EXERCISE PROMPT: From the entries below, output the line with "pub trait FlowSolver" and each following line up to and including the line with "pub fn from_name(name: &str)", exactly as written.

[Collected data]
* * *

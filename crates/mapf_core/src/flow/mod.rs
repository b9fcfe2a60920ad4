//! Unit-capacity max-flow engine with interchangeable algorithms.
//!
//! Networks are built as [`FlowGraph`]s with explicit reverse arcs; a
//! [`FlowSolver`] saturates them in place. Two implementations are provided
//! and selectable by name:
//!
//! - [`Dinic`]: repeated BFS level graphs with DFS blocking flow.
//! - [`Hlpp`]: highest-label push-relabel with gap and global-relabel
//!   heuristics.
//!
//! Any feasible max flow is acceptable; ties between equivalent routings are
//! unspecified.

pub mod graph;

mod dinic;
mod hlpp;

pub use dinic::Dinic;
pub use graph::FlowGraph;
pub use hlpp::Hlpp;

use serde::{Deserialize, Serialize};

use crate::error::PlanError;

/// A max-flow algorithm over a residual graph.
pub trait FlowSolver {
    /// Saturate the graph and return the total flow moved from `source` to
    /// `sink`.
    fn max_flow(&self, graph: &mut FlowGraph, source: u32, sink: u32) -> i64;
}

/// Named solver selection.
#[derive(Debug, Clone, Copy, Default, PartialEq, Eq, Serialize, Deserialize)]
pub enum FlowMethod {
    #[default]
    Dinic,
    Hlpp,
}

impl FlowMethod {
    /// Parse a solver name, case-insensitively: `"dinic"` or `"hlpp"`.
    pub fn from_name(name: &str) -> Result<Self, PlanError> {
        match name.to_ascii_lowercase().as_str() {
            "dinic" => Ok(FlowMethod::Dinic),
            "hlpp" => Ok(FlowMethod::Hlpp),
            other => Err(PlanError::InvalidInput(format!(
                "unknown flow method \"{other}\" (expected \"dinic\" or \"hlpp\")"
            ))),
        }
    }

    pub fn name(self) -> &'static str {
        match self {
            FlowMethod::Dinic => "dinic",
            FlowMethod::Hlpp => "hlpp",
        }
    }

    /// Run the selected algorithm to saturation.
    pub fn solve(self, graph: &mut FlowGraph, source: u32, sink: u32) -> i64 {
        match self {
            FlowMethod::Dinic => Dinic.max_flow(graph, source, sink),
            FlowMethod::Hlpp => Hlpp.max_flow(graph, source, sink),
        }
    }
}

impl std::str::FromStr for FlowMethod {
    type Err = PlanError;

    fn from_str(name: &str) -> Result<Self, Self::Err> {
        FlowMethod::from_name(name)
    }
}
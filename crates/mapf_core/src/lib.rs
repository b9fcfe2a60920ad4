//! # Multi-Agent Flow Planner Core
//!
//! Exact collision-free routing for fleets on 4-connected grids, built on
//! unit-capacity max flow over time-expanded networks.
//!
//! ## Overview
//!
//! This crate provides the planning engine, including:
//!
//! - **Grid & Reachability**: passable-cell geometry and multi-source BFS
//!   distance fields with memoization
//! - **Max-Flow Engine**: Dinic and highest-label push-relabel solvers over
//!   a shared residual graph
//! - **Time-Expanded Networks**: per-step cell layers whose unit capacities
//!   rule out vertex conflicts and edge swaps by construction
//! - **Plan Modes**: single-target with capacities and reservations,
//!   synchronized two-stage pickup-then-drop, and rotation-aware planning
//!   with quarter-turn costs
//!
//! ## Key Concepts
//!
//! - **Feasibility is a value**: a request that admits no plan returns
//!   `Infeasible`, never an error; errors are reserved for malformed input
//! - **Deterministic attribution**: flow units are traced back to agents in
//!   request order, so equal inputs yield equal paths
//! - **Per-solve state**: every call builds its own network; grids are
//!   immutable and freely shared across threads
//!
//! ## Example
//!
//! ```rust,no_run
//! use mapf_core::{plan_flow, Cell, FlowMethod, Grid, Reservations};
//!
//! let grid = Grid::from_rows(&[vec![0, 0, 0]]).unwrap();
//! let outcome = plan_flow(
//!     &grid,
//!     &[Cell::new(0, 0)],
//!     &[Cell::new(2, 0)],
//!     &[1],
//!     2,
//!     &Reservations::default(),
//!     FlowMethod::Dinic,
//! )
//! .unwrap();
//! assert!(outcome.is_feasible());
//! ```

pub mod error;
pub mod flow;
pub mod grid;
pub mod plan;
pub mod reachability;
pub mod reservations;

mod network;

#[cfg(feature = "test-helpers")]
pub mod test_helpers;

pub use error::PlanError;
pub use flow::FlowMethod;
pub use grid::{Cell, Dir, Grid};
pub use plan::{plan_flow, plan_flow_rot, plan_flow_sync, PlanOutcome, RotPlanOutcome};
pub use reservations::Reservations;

* * *

RESULT OF THE TASK:
pub trait FlowSolver {
    /// Saturate the graph and return the total flow moved from `source` to
    /// `sink`.
    fn max_flow(&self, graph: &mut FlowGraph, source: u32, sink: u32) -> i64;
}

/// Named solver selection.
#[derive(Debug, Clone, Copy, Default, PartialEq, Eq, Serialize, Deserialize)]
pub enum FlowMethod {
    #[default]
    Dinic,
    Hlpp,
}

impl FlowMethod {
    /// Parse a solver name, case-insensitively: `"dinic"` or `"hlpp"`.
    pub fn from_name(name: &str) -> Result<Self, PlanError> {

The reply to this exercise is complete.